> [Given records]:
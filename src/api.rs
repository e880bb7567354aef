//! REST seam between the task store and the server.
//!
//! [`TaskApi`] is what the store talks to; [`HttpTaskApi`] is the reqwest
//! implementation against the server's `/tasks` and `/task/{id}` routes.

use std::time::Duration;

use async_trait::async_trait;
use reqwest::{Client, Response, Url};
use serde::Deserialize;

use crate::error::{Error, Result};
use crate::task::{Task, TaskListResponse, TaskStatusAggregate, TaskStatusResponse};

#[async_trait]
pub trait TaskApi: Send + Sync {
    /// GET `/tasks`
    async fn list_tasks(&self) -> Result<Vec<Task>>;

    /// GET `/task/{id}`
    async fn get_task(&self, id: &str) -> Result<Task>;

    /// POST `/task/create`
    async fn create_task(&self, draft: &Task) -> Result<Task>;

    /// PATCH `/task/{id}`
    async fn update_task(&self, task: &Task) -> Result<Task>;

    /// DELETE `/task/{id}`
    async fn delete_task(&self, id: &str) -> Result<()>;

    /// GET `/tasks/status`
    async fn task_status(&self) -> Result<TaskStatusAggregate>;
}

#[derive(Debug, Deserialize)]
struct ErrorBody {
    message: Option<String>,
}

#[derive(Debug, Clone)]
pub struct HttpTaskApi {
    client: Client,
    base: Url,
    base_url: String,
}

impl HttpTaskApi {
    /// `timeout` of `None` leaves requests unbounded.
    pub fn new(base_url: impl Into<String>, timeout: Option<Duration>) -> Result<Self> {
        let mut builder = Client::builder();
        if let Some(timeout) = timeout {
            builder = builder.timeout(timeout);
        }
        let base_url = base_url.into().trim_end_matches('/').to_string();
        let base = Url::parse(&base_url)
            .map_err(|err| Error::InvalidConfig(format!("invalid server url '{base_url}': {err}")))?;
        if base.cannot_be_a_base() {
            return Err(Error::InvalidConfig(format!(
                "server url '{base_url}' cannot carry a path"
            )));
        }
        Ok(Self {
            client: builder.build()?,
            base,
            base_url,
        })
    }

    pub fn base_url(&self) -> &str {
        &self.base_url
    }

    /// Base URL plus `segments`, each percent-encoded as one path segment.
    fn url(&self, segments: &[&str]) -> Url {
        let mut url = self.base.clone();
        if let Ok(mut path) = url.path_segments_mut() {
            path.pop_if_empty().extend(segments);
        }
        url
    }
}

/// Turn a non-success response into [`Error::Server`], keeping the body's
/// `message` when it has one.
async fn check(response: Response) -> Result<Response> {
    let status = response.status();
    if status.is_success() {
        return Ok(response);
    }
    let body = response.text().await.unwrap_or_default();
    let message = serde_json::from_str::<ErrorBody>(&body)
        .ok()
        .and_then(|parsed| parsed.message);
    tracing::debug!(status = status.as_u16(), body = %body, "server returned error");
    Err(Error::Server {
        status: status.as_u16(),
        message,
    })
}

fn require_id(task: &Task) -> Result<&str> {
    task.id
        .as_deref()
        .ok_or_else(|| Error::InvalidArgument("task has no id".to_string()))
}

#[async_trait]
impl TaskApi for HttpTaskApi {
    async fn list_tasks(&self) -> Result<Vec<Task>> {
        let response = self.client.get(self.url(&["tasks"])).send().await?;
        let body: TaskListResponse = check(response).await?.json().await?;
        Ok(body.tasks)
    }

    async fn get_task(&self, id: &str) -> Result<Task> {
        let response = self
            .client
            .get(self.url(&["task", id]))
            .send()
            .await?;
        Ok(check(response).await?.json().await?)
    }

    async fn create_task(&self, draft: &Task) -> Result<Task> {
        let response = self
            .client
            .post(self.url(&["task", "create"]))
            .json(draft)
            .send()
            .await?;
        Ok(check(response).await?.json().await?)
    }

    async fn update_task(&self, task: &Task) -> Result<Task> {
        let id = require_id(task)?;
        let response = self
            .client
            .patch(self.url(&["task", id]))
            .json(task)
            .send()
            .await?;
        Ok(check(response).await?.json().await?)
    }

    async fn delete_task(&self, id: &str) -> Result<()> {
        let response = self
            .client
            .delete(self.url(&["task", id]))
            .send()
            .await?;
        check(response).await?;
        Ok(())
    }

    async fn task_status(&self) -> Result<TaskStatusAggregate> {
        let response = self.client.get(self.url(&["tasks", "status"])).send().await?;
        let body: TaskStatusResponse = check(response).await?.json().await?;
        Ok(body.into())
    }
}

#[cfg(test)]
mod tests {
    use super::*;

    #[test]
    fn base_url_trailing_slash_trimmed() {
        let api = HttpTaskApi::new("http://localhost:8000/api/v1/", None).expect("client");
        assert_eq!(api.base_url(), "http://localhost:8000/api/v1");
        assert_eq!(
            api.url(&["tasks"]).as_str(),
            "http://localhost:8000/api/v1/tasks"
        );
    }

    #[test]
    fn task_ids_stay_in_one_path_segment() {
        let api = HttpTaskApi::new("http://localhost:8000/api/v1", None).expect("client");
        assert_eq!(
            api.url(&["task", "a/b?c"]).as_str(),
            "http://localhost:8000/api/v1/task/a%2Fb%3Fc"
        );
    }

    #[test]
    fn unparseable_base_url_is_config_error() {
        let err = HttpTaskApi::new("not a url", None).expect_err("invalid");
        assert!(matches!(err, Error::InvalidConfig(_)));
    }

    #[test]
    fn update_requires_id() {
        let err = require_id(&Task::draft()).expect_err("draft has no id");
        assert!(matches!(err, Error::InvalidArgument(_)));
    }

    #[test]
    fn error_body_message_is_optional() {
        let body: ErrorBody = serde_json::from_str(r#"{"message":"Title is required"}"#)
            .expect("decode");
        assert_eq!(body.message.as_deref(), Some("Title is required"));
        let body: ErrorBody = serde_json::from_str("{}").expect("decode");
        assert!(body.message.is_none());
    }
}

> [Assignment]: Only the lines from the start of the material through the line containing "let mut builder = Client::builder();" belong in the answer, each copied exactly.

> [Answer to this problem]:
filename src/api.rs
repository e880bb7567354aef
//! REST seam between the task store and the server.
//!
//! [`TaskApi`] is what the store talks to; [`HttpTaskApi`] is the reqwest
//! implementation against the server's `/tasks` and `/task/{id}` routes.

use std::time::Duration;

use async_trait::async_trait;
use reqwest::{Client, Response, Url};
use serde::Deserialize;

use crate::error::{Error, Result};
use crate::task::{Task, TaskListResponse, TaskStatusAggregate, TaskStatusResponse};

#[async_trait]
pub trait TaskApi: Send + Sync {
    /// GET `/tasks`
    async fn list_tasks(&self) -> Result<Vec<Task>>;

    /// GET `/task/{id}`
    async fn get_task(&self, id: &str) -> Result<Task>;

    /// POST `/task/create`
    async fn create_task(&self, draft: &Task) -> Result<Task>;

    /// PATCH `/task/{id}`
    async fn update_task(&self, task: &Task) -> Result<Task>;

    /// DELETE `/task/{id}`
    async fn delete_task(&self, id: &str) -> Result<()>;

    /// GET `/tasks/status`
    async fn task_status(&self) -> Result<TaskStatusAggregate>;
}

#[derive(Debug, Deserialize)]
struct ErrorBody {
    message: Option<String>,
}

#[derive(Debug, Clone)]
pub struct HttpTaskApi {
    client: Client,
    base: Url,
    base_url: String,
}

impl HttpTaskApi {
    /// `timeout` of `None` leaves requests unbounded.
    pub fn new(base_url: impl Into<String>, timeout: Option<Duration>) -> Result<Self> {
        let mut builder = Client::builder();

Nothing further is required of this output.